Whereas there is no memory of the great achievements of Ulivo party, of a reformist impetus whose protagonist was probably the best ruling class in Italian history. Joining the Euro zone, Prodi’s and Ciampi’s “rehabilitation and growth”, the liberalizations which have unblocked trade and energy, consumers’ habits, the modernization of the school and of the labor market, a way of interpreting duopoly, son to Mattarellum, which for the first time transformed Italy into a model to study and emulate abroad, and not the homeland where to practice in all kinds of exotic cases, certainly foreign to our tradition of belonging. Then a strong outpouring of public ethics, of which they prefer to emphasize (marginal) claims of alleged cultural superiority, rather than the (widespread, prevailing) spirit of dedication to the community.
We have not been able to change the country, they argue. It is absolutely true, but errors are due, in large part, precisely to the fainting of the original insight, the selfish personal and divisions to the detriment of the political community. “Those who have made the biggest mistake”, to quote the title of a hard and beautiful book on Marco Damilano, are those who have put themselves before the common project, their own ambitions before the interest of the country.
I have often thought that one of the causes of all this lies in the “game of the oars gone mad”. In rowing you win if you row at the same pace, but above all, in the same direction. Then, you can argue over who should be steering and if the pace may have route adjustments. In other countries elections serve precisely this aim: to change the helmsman and adjust the the route or the rhythm of rowing, but knowing that they cannot question the entire thing they are doing. On the boat of Italy, every rower rows the way he likes better, but above all, in the direction s/he likes better. And many rowers hold their oars high above the water and have no difficulties in acknowledging their responsibility.
It is easier for them if the helmsman remains concentrated exclusively on himself and on his own successes. Except that this way, the boat does not move forward.
Politics, and the action of the government, in particular, are the team game par excellence. Everyone does his own duty because they have the skills to do so, because they feel to be in a winning group, in which they feel at ease, because their contribution is appreciated in a way they considers satisfactory ( …)

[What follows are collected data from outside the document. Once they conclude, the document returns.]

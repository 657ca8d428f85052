//! Interrupt callback latch.
//!
//! The hardware interrupt handler only records that it fired; the scheduler
//! consumes the latch from thread context.

use portable_atomic::{AtomicBool, Ordering};

/// Flag set from interrupt context and consumed by the scheduler.
#[derive(Debug, Default)]
pub struct IrqLatch {
    pending: AtomicBool,
}

impl IrqLatch {
    #[must_use]
    pub const fn new() -> Self {
        Self {
            pending: AtomicBool::new(false),
        }
    }

    /// Called from the interrupt handler. Never touches the chip.
    pub fn notify(&self) {
        self.pending.store(true, Ordering::Release);
    }

    /// Returns `true` once per notification burst.
    #[must_use]
    pub fn take(&self) -> bool {
        self.pending.swap(false, Ordering::AcqRel)
    }

    #[must_use]
    pub fn is_pending(&self) -> bool {
        self.pending.load(Ordering::Acquire)
    }
}

#[cfg(test)]
mod tests {
    use super::*;

    #[test]
    fn latch_is_consumed_once() {
        static LATCH: IrqLatch = IrqLatch::new();
        LATCH.notify();
        LATCH.notify();
        assert!(LATCH.is_pending());
        assert!(LATCH.take());
        assert!(!LATCH.take(), "second take must see an empty latch");
    }
}
mod common;

use common::{ChipCall, raise, scheduler};
use sampler_core::scheduler::RecoveryReport;
use sampler_core::wear::WearDetect;
use sampler_core::{DriverError, FunctionId, FunctionMask, IrqEvents, SchedulerError};

#[test]
fn unexpected_reset_restores_functions_and_wear() {
    let mut scheduler = scheduler();
    let running = FunctionId::Adt.mask() | FunctionId::Hr.mask();
    scheduler.start_sampling(running).expect("start ADT and HR");
    raise(&mut scheduler, IrqEvents::WEAR_ON);
    scheduler.run_interrupt_cycle().expect("wear-on cycle");
    assert_eq!(scheduler.state().wear().detect(), WearDetect::WearOff);

    raise(&mut scheduler, IrqEvents::CHIP_RESET);
    let summary = scheduler.run_interrupt_cycle().expect("reset cycle");

    assert_eq!(
        scheduler.state().last_recovery(),
        Some(RecoveryReport {
            attempts: 1,
            reinitialized: true,
            restored: running,
        })
    );
    assert_eq!(scheduler.state().active(), running);
    assert_eq!(
        scheduler.state().wear().detect(),
        WearDetect::WearOff,
        "worn device stays armed for wear-off"
    );
    assert!(scheduler.state().wear().hard_adt_owned());
    assert!(!scheduler.state().recovery().is_recovering());
    assert!(summary.events.contains(IrqEvents::CHIP_RESET));
    assert_eq!(
        scheduler.chip().calls.last(),
        Some(&ChipCall::LowPower),
        "pass ends in low power"
    );
}

#[test]
fn recovery_does_not_restart_algorithms() {
    let mut scheduler = scheduler();
    scheduler
        .start_sampling(FunctionId::Hr.mask())
        .expect("start HR");
    raise(&mut scheduler, IrqEvents::CHIP_RESET);

    scheduler.run_interrupt_cycle().expect("reset cycle");

    assert_eq!(scheduler.algorithms().started, vec![FunctionId::Hr]);
    assert!(scheduler.algorithms().stopped.is_empty());
    assert_eq!(scheduler.state().active(), FunctionId::Hr.mask());
}

#[test]
fn unreadable_status_is_handled_as_reset() {
    let mut scheduler = scheduler();
    scheduler
        .start_sampling(FunctionId::Hr.mask())
        .expect("start HR");
    scheduler
        .chip_mut()
        .irq
        .push_back(Err(DriverError::Communication));
    scheduler.note_interrupt();

    let summary = scheduler.run_interrupt_cycle().expect("cycle absorbs the failure");

    assert_eq!(summary.passes, 2, "stop during recovery forces a second read");
    assert_eq!(
        scheduler.state().last_recovery(),
        Some(RecoveryReport {
            attempts: 1,
            reinitialized: true,
            restored: FunctionId::Hr.mask(),
        })
    );
}

#[test]
fn retry_budget_bounds_reinit_attempts() {
    let mut scheduler = scheduler();
    scheduler
        .start_sampling(FunctionId::Hr.mask())
        .expect("start HR");
    scheduler.chip_mut().failing_loads = 100;
    raise(&mut scheduler, IrqEvents::CHIP_RESET);

    scheduler.run_interrupt_cycle().expect("cycle completes");

    assert_eq!(
        scheduler.state().last_recovery(),
        Some(RecoveryReport {
            attempts: 5,
            reinitialized: false,
            restored: FunctionMask::EMPTY,
        })
    );
    assert_eq!(
        scheduler.chip().loads(),
        7,
        "init, five attempts and the failed restart"
    );
    assert_eq!(scheduler.state().config_index(), None);
    assert!(
        matches!(
            scheduler.start_sampling(FunctionId::Hr.mask()),
            Err(SchedulerError::Resource { .. })
        ),
        "configuration still refuses to load"
    );
}

#[test]
fn requested_reset_takes_the_plain_path() {
    let mut scheduler = scheduler();
    scheduler
        .start_sampling(FunctionId::Hr.mask())
        .expect("start HR");

    scheduler.request_chip_reset().expect("reset accepted");
    assert_eq!(scheduler.chip().resets(), 2);
    raise(&mut scheduler, IrqEvents::CHIP_RESET);
    scheduler.run_interrupt_cycle().expect("reset cycle");

    assert_eq!(scheduler.state().active(), FunctionMask::EMPTY);
    assert_eq!(scheduler.state().last_recovery(), None);
    assert_eq!(scheduler.algorithms().stopped, vec![FunctionId::Hr]);
    assert_eq!(scheduler.chip().loads(), 2);
    assert_eq!(scheduler.state().config_index(), Some(0));

    scheduler
        .start_sampling(FunctionId::Hr.mask())
        .expect("restart HR");
    raise(&mut scheduler, IrqEvents::CHIP_RESET);
    scheduler.run_interrupt_cycle().expect("second reset cycle");
    assert!(
        scheduler.state().last_recovery().is_some(),
        "an unrequested reset goes through recovery again"
    );
}

#[test]
fn idle_reset_reloads_the_configuration() {
    let mut scheduler = scheduler();
    scheduler
        .start_sampling_with_config(FunctionId::Ecg.mask(), 1)
        .expect("ECG in the second configuration");
    scheduler
        .stop_sampling(FunctionId::Ecg.mask())
        .expect("stop ECG");
    raise(&mut scheduler, IrqEvents::CHIP_RESET);

    scheduler.run_interrupt_cycle().expect("reset cycle");

    assert_eq!(scheduler.chip().count(&ChipCall::Load("ecg")), 2);
    assert_eq!(scheduler.state().config_index(), Some(1));
    assert_eq!(scheduler.state().last_recovery(), None);
}

#[test]
fn reset_request_needs_initialization() {
    let mut scheduler = scheduler();
    scheduler.chip_mut().irq.push_back(Ok(IrqEvents::FIFO_WATERMARK));
    scheduler.note_interrupt();
    scheduler.sensors_mut().accel_count_override = Some(1000);
    assert!(scheduler.run_interrupt_cycle().is_err());

    assert_eq!(
        scheduler.request_chip_reset(),
        Err(SchedulerError::Uninitialized)
    );
}
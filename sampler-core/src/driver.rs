//! Collaborator traits the scheduler drives.
//!
//! The chip, the opaque algorithm library, the auxiliary sensors and the
//! protocol layer are all injected through these traits so the scheduler core
//! stays free of transport and vendor code. No-op implementations are
//! provided for targets that lack a given collaborator.

use core::time::Duration;

use crate::config::{ConfigSet, ResetKind};
use crate::error::{AlgorithmError, DriverError};
use crate::events::{EventExtra, EventReport, IrqEvents};
use crate::engineering::ChannelParams;
use crate::functions::{AlgorithmResult, ChannelTag, Frame, FunctionId};
use crate::slots::{SlotMask, SlotOrder};
use crate::wear::{SwitchMode, WearDetect};

/// Chip addressed by subsequent [`ChipControl`] calls in a cascaded topology.
#[derive(Copy, Clone, Debug, Eq, PartialEq)]
#[cfg_attr(feature = "defmt", derive(defmt::Format))]
pub enum ChipSelect {
    Primary,
    Secondary,
}

/// Result of a raw FIFO read.
#[derive(Copy, Clone, Debug, Default, Eq, PartialEq)]
#[cfg_attr(feature = "defmt", derive(defmt::Format))]
pub struct FifoRead {
    /// Bytes written into the caller's buffer.
    pub bytes: usize,
    /// The chip still holds data; the scheduler schedules a try-read.
    pub more_pending: bool,
}

/// Register-level operations on the front-end chip.
///
/// Transport retries and timeouts live below this trait.
pub trait ChipControl {
    /// Routes following calls to one chip of a cascade. Single-chip boards ignore it.
    fn select(&mut self, _chip: ChipSelect) {}

    fn reset(&mut self, kind: ResetKind) -> Result<(), DriverError>;

    fn delay(&mut self, duration: Duration);

    fn enter_low_power(&mut self) -> Result<(), DriverError>;

    fn exit_low_power(&mut self) -> Result<(), DriverError>;

    /// Loads a configuration array into the chip.
    fn load_configuration(&mut self, config: &ConfigSet) -> Result<(), DriverError>;

    /// Reads and clears the interrupt status.
    fn irq_status(&mut self) -> Result<IrqEvents, DriverError>;

    /// FIFO fill level in 4-byte words.
    fn fifo_level(&mut self) -> Result<u16, DriverError>;

    fn read_fifo(&mut self, buffer: &mut [u8]) -> Result<FifoRead, DriverError>;

    fn write_fifo_watermark(&mut self, words: u16) -> Result<(), DriverError>;

    /// State of the global sampling enable bit.
    fn sampling_enabled(&mut self) -> Result<bool, DriverError>;

    fn set_sampling_enabled(&mut self, enabled: bool) -> Result<(), DriverError>;

    fn write_slot_enable(&mut self, slots: SlotMask) -> Result<(), DriverError>;

    /// Sample-rate divider of a slot; the slot runs at `1000 / (divider + 1)` Hz.
    fn slot_divider(&mut self, slot: u8) -> Result<u16, DriverError>;

    fn write_slot_divider(&mut self, slot: u8, divider: u16) -> Result<(), DriverError>;

    fn write_slot_order(&mut self, position: u8, entry: SlotOrder) -> Result<(), DriverError>;

    fn write_slot_time(&mut self, position: u8, time: u16) -> Result<(), DriverError>;

    fn function_start(&mut self, id: FunctionId) -> Result<(), DriverError>;

    fn function_stop(&mut self, id: FunctionId) -> Result<(), DriverError>;

    /// Arms the wear detector for `target`. The chip may refuse an event-driven switch.
    fn wear_detect_switch(&mut self, target: WearDetect, mode: SwitchMode)
    -> Result<(), DriverError>;

    /// Overrides integrator time, TIA gain and LED current of one channel.
    fn write_channel_params(
        &mut self,
        channel: ChannelTag,
        params: ChannelParams,
    ) -> Result<(), DriverError>;
}

/// Auxiliary sensor streams.
#[derive(Copy, Clone, Debug, Eq, PartialEq)]
#[cfg_attr(feature = "defmt", derive(defmt::Format))]
pub enum AuxSensorKind {
    Accel,
    Cap,
    Temp,
}

#[derive(Copy, Clone, Debug, Default, Eq, PartialEq)]
#[cfg_attr(feature = "defmt", derive(defmt::Format))]
pub struct AccelSample {
    pub x: i16,
    pub y: i16,
    pub z: i16,
}

#[derive(Copy, Clone, Debug, Default, Eq, PartialEq)]
#[cfg_attr(feature = "defmt", derive(defmt::Format))]
pub struct CapSample {
    pub channels: [i32; 4],
}

#[derive(Copy, Clone, Debug, Default, Eq, PartialEq)]
#[cfg_attr(feature = "defmt", derive(defmt::Format))]
pub struct TempSample {
    pub channels: [i32; 4],
}

/// Auxiliary data aligned to one FIFO read.
#[derive(Copy, Clone, Debug, Default)]
pub struct SensorWindow<'a> {
    pub accel: &'a [AccelSample],
    pub cap: &'a [CapSample],
    pub temp: &'a [TempSample],
}

impl SensorWindow<'static> {
    pub const EMPTY: Self = SensorWindow {
        accel: &[],
        cap: &[],
        temp: &[],
    };
}

/// Independently clocked sensors whose samples are cached between FIFO reads.
///
/// The `read_*` calls return the number of samples written; returning more
/// than the slice length is a fatal configuration error.
pub trait AuxSensors {
    fn start_caching(&mut self, kind: AuxSensorKind);

    fn stop_caching(&mut self, kind: AuxSensorKind);

    fn read_accel(&mut self, out: &mut [AccelSample]) -> usize;

    fn read_cap(&mut self, _out: &mut [CapSample]) -> usize {
        0
    }

    fn read_temp(&mut self, _out: &mut [TempSample]) -> usize {
        0
    }
}

/// Per-function frame decoding from the algorithm library.
pub trait FrameDecoder {
    fn start(&mut self, _id: FunctionId) -> Result<(), AlgorithmError> {
        Ok(())
    }

    fn stop(&mut self, _id: FunctionId) -> Result<(), AlgorithmError> {
        Ok(())
    }

    /// Decodes one admitted frame. `Ok(Some(_))` replaces the function's stored result.
    fn decode(&mut self, frame: &Frame<'_>) -> Result<Option<AlgorithmResult>, AlgorithmError>;
}

/// Automatic gain control over LED drive and TIA gain.
pub trait AgcEngine {
    fn process(&mut self, fifo: &[u8], events: IrqEvents) -> Result<(), AlgorithmError>;

    /// Drops accumulated gain state before a fresh sampling session.
    fn reset_gain(&mut self) {}
}

/// What the lead detector wants the loop to do next.
#[derive(Copy, Clone, Debug, Default, Eq, PartialEq)]
#[cfg_attr(feature = "defmt", derive(defmt::Format))]
pub struct LeadOutcome {
    pub extra: EventExtra,
    /// Data was consumed for lead handling; read the FIFO again.
    pub force_reread: bool,
}

/// Electrode gain calibration and lead-on/off handling.
pub trait LeadDetector {
    fn calibrate(&mut self, _fifo: &[u8]) -> Result<(), AlgorithmError> {
        Ok(())
    }

    /// May clear lead bits from `events`.
    fn handle(&mut self, events: &mut IrqEvents, fifo: &[u8])
    -> Result<LeadOutcome, AlgorithmError>;

    /// Informs the detector whether lead detection rides on hardware ADT.
    fn set_hard_adt_lead_detect(&mut self, _enabled: bool) {}
}

/// Accelerometer-backed confirmation used by the software ADT path.
pub trait MotionConfirm {
    /// Starts ADT with accelerometer confirmation.
    fn start_adt_with_motion(&mut self);

    /// Hands ADT over to the accelerometer path.
    fn stop_adt_with_motion(&mut self);

    fn movement_confirmed(&mut self) -> bool;

    fn reset_motion(&mut self);

    fn feed(&mut self, accel: &[AccelSample], cap: &[CapSample]);

    fn start_timer(&mut self);

    fn stop_timer(&mut self);
}

/// Everything the scheduler needs from the algorithm library.
pub trait Algorithms: FrameDecoder + AgcEngine + LeadDetector + MotionConfirm {}

impl<T> Algorithms for T where T: FrameDecoder + AgcEngine + LeadDetector + MotionConfirm {}

/// Lead transitions forwarded to the protocol layer.
#[derive(Copy, Clone, Debug, Eq, PartialEq)]
#[cfg_attr(feature = "defmt", derive(defmt::Format))]
pub enum LeadChange {
    On,
    Off,
}

/// Protocol-facing event consumer.
pub trait EventSink {
    fn report(&mut self, report: &EventReport);

    fn lead_changed(&mut self, _change: LeadChange, _extra: EventExtra) {}

    fn wear_changed(&mut self, _report: &EventReport) {}
}

/// Sensor stack that reports no samples.
#[derive(Copy, Clone, Debug, Default)]
pub struct NoopAuxSensors;

impl NoopAuxSensors {
    #[must_use]
    pub const fn new() -> Self {
        Self
    }
}

impl AuxSensors for NoopAuxSensors {
    fn start_caching(&mut self, _: AuxSensorKind) {}

    fn stop_caching(&mut self, _: AuxSensorKind) {}

    fn read_accel(&mut self, _: &mut [AccelSample]) -> usize {
        0
    }
}

/// Algorithm library stand-in that accepts every frame and never confirms movement.
#[derive(Copy, Clone, Debug, Default)]
pub struct NoopAlgorithms;

impl NoopAlgorithms {
    #[must_use]
    pub const fn new() -> Self {
        Self
    }
}

impl FrameDecoder for NoopAlgorithms {
    fn decode(&mut self, _: &Frame<'_>) -> Result<Option<AlgorithmResult>, AlgorithmError> {
        Ok(None)
    }
}

impl AgcEngine for NoopAlgorithms {
    fn process(&mut self, _: &[u8], _: IrqEvents) -> Result<(), AlgorithmError> {
        Ok(())
    }
}

impl LeadDetector for NoopAlgorithms {
    fn handle(&mut self, _: &mut IrqEvents, _: &[u8]) -> Result<LeadOutcome, AlgorithmError> {
        Ok(LeadOutcome::default())
    }
}

impl MotionConfirm for NoopAlgorithms {
    fn start_adt_with_motion(&mut self) {}

    fn stop_adt_with_motion(&mut self) {}

    fn movement_confirmed(&mut self) -> bool {
        false
    }

    fn reset_motion(&mut self) {}

    fn feed(&mut self, _: &[AccelSample], _: &[CapSample]) {}

    fn start_timer(&mut self) {}

    fn stop_timer(&mut self) {}
}

/// Sink that drops every report.
#[derive(Copy, Clone, Debug, Default)]
pub struct NoopEventSink;

impl NoopEventSink {
    #[must_use]
    pub const fn new() -> Self {
        Self
    }
}

impl EventSink for NoopEventSink {
    fn report(&mut self, _: &EventReport) {}
}
//! Logging shim: forwards to `defmt` on target, to `log` on host, or nowhere.

#![allow(unused_macros)]

macro_rules! sampler_log {
    ($level:ident, $s:literal $(, $x:expr)* $(,)?) => {{
        #[cfg(feature = "defmt")]
        ::defmt::$level!($s $(, $x)*);
        #[cfg(all(feature = "log", not(feature = "defmt")))]
        ::log::$level!($s $(, $x)*);
        #[cfg(not(any(feature = "defmt", feature = "log")))]
        let _ = ($(&$x,)*);
    }};
}

macro_rules! trace {
    ($($arg:tt)*) => { sampler_log!(trace, $($arg)*) };
}

macro_rules! debug {
    ($($arg:tt)*) => { sampler_log!(debug, $($arg)*) };
}

macro_rules! info {
    ($($arg:tt)*) => { sampler_log!(info, $($arg)*) };
}

macro_rules! warn {
    ($($arg:tt)*) => { sampler_log!(warn, $($arg)*) };
}

macro_rules! error {
    ($($arg:tt)*) => { sampler_log!(error, $($arg)*) };
}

I was and I am convinced that this policy has its limits. It is good that they are there. This is Aldo Moro’s lesson: without respecting the limit, every single thing is a political one, and, at the same time, nothing is politics anymore. There is no more service: everything comes down to power. Therefore, if you are called to “serve” your country under exceptional conditions – driving an executive with “broad-based government” exposed, by definition, to the need to find a difficult equilibrium between the forces of the governmental majority – and your first duty is doing only that. Do it for good, while maintaining a profile as alien from speculation as possible. So, you cannot but put institutions before anything else, even before yourself and your ambitions.